Jarosław Kalinowski (; born 12 April 1962) is a Polish politician from the agrarian Polish People's Party (PSL).

Kalinowski was born in Wyszków.  He was first elected to the Sejm in 1993, and was reelected in the subsequent elections of 1997, 2001, 2005 and 2007. At the 2005 legislative elections of 25 September, he gained 15,855 votes in the 18th electoral (Siedlce) district. He was reelected to the Sejm once again at the legislative elections of 21 October 2007.

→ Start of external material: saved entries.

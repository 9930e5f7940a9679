use crate::domain::walls::{wall_props, WallId, WallProps, CategoryMask, WL_NONE};

use super::FieldGrid;

/// Countdown written into `emap` when a cell is powered
pub const EMAP_POWERED: u8 = 16;

impl FieldGrid {
    #[inline]
    pub fn wall_at(&self, cx: u32, cy: u32) -> WallId {
        *fast!(self.wall, [self.index(cx, cy)])
    }

    #[inline]
    pub fn wall_props_at(&self, cx: u32, cy: u32) -> &'static WallProps {
        wall_props(self.wall_at(cx, cy))
    }

    /// Place (or clear with `WL_NONE`) a wall. Masks follow immediately.
    pub fn set_wall(&mut self, cx: u32, cy: u32, wall: WallId) {
        let idx = self.index(cx, cy);
        fast!(self.wall, [idx] = wall);
        if wall == WL_NONE {
            self.fvx[idx] = 0.0;
            self.fvy[idx] = 0.0;
        }
        self.refresh_mask(idx);
    }

    pub fn set_fan_velocity(&mut self, cx: u32, cy: u32, fvx: f32, fvy: f32) {
        let idx = self.index(cx, cy);
        self.fvx[idx] = fvx;
        self.fvy[idx] = fvy;
    }

    #[inline]
    pub fn emap_at(&self, cx: u32, cy: u32) -> u8 {
        *fast!(self.emap, [self.index(cx, cy)])
    }

    #[inline]
    pub fn is_powered(&self, cx: u32, cy: u32) -> bool {
        self.emap_at(cx, cy) > 0
    }

    /// Start the electricity countdown on a cell
    #[inline]
    pub fn power(&mut self, cx: u32, cy: u32) {
        let idx = self.index(cx, cy);
        fast!(self.emap, [idx] = EMAP_POWERED);
    }

    /// One tick of electricity decay
    pub fn decay_emap(&mut self) {
        for e in self.emap.iter_mut() {
            *e = e.saturating_sub(1);
        }
    }

    /// May a particle with this category bit occupy cell `(cx, cy)`?
    #[inline]
    pub fn wall_allows(&self, cx: u32, cy: u32, category_bit: CategoryMask) -> bool {
        let idx = self.index(cx, cy);
        let wall = *fast!(self.wall, [idx]);
        if wall == WL_NONE {
            return true;
        }
        wall_props(wall).allows(category_bit, *fast!(self.emap, [idx]) > 0)
    }

    #[inline]
    pub fn blocks_air(&self, cx: u32, cy: u32) -> bool {
        *fast!(self.block_air, [self.index(cx, cy)])
    }

    #[inline]
    pub fn blocks_heat(&self, cx: u32, cy: u32) -> bool {
        *fast!(self.block_heat, [self.index(cx, cy)])
    }

    #[inline]
    fn refresh_mask(&mut self, idx: usize) {
        let props = wall_props(self.wall[idx]);
        let powered = self.emap[idx] > 0;
        self.block_air[idx] = props.blocks_air_now(powered);
        self.block_heat[idx] = props.blocks_heat_now(powered);
    }

    /// Recompute air/heat blocking from walls and current electricity
    pub fn refresh_wall_masks(&mut self) {
        for idx in 0..self.size {
            self.refresh_mask(idx);
        }
    }
}

#[cfg(test)]
mod tests {
    use crate::domain::walls::{WL_EWALL, WL_WALL};
    use crate::elements::{BASE_ELEMENTS, EL_DUST};
    use crate::spatial::fields::FieldGrid;

    #[test]
    fn masks_follow_wall_placement() {
        let mut g = FieldGrid::new(16, 16).unwrap();
        g.set_wall(1, 1, WL_WALL);
        assert!(g.blocks_air(1, 1));
        assert!(g.blocks_heat(1, 1));
        g.set_wall(1, 1, 0);
        assert!(!g.blocks_air(1, 1));
    }

    #[test]
    fn ewall_opens_while_powered_then_closes() {
        let mut g = FieldGrid::new(16, 16).unwrap();
        let dust = BASE_ELEMENTS[EL_DUST as usize].category_bit();
        g.set_wall(2, 2, WL_EWALL);
        assert!(!g.wall_allows(2, 2, dust));
        g.power(2, 2);
        g.refresh_wall_masks();
        assert!(g.wall_allows(2, 2, dust));
        assert!(!g.blocks_air(2, 2));
        for _ in 0..16 {
            g.decay_emap();
        }
        g.refresh_wall_masks();
        assert!(!g.wall_allows(2, 2, dust));
        assert!(g.blocks_air(2, 2));
    }
}
//! Core: safety macros, configuration, errors, logging, RNG and the
//! particle store.

#[macro_use]
pub mod utils {
    #[macro_use]
    pub mod safety;
}

pub mod config;
pub mod error;
pub mod logging;
pub mod random;
pub mod parts;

Kalinowski was deputy Prime Minister and Minister for Agriculture from April to October 1997, in the cabinet of Wlodzimierz Cimoszewicz. He was returned to both these positions again from October 2001 to March 2003, in the cabinet of Leszek Miller. Kalinowski succeeded Waldemar Pawlak as the leader of the PSL party in November 1997 and he held this position to March 2004. He contested the Polish presidential election as the PSL candidate in 2000 (5.95% of votes), and again in the following presidential elections of 2005 (1.8% of votes). Following the 2005 Polish legislative elections, he was elected to the position of Vice-Marshal of the Sejm of the Republic of Poland (deputy Speaker of the lower house) in November. He was reelected to this position following the legislative elections of 2007.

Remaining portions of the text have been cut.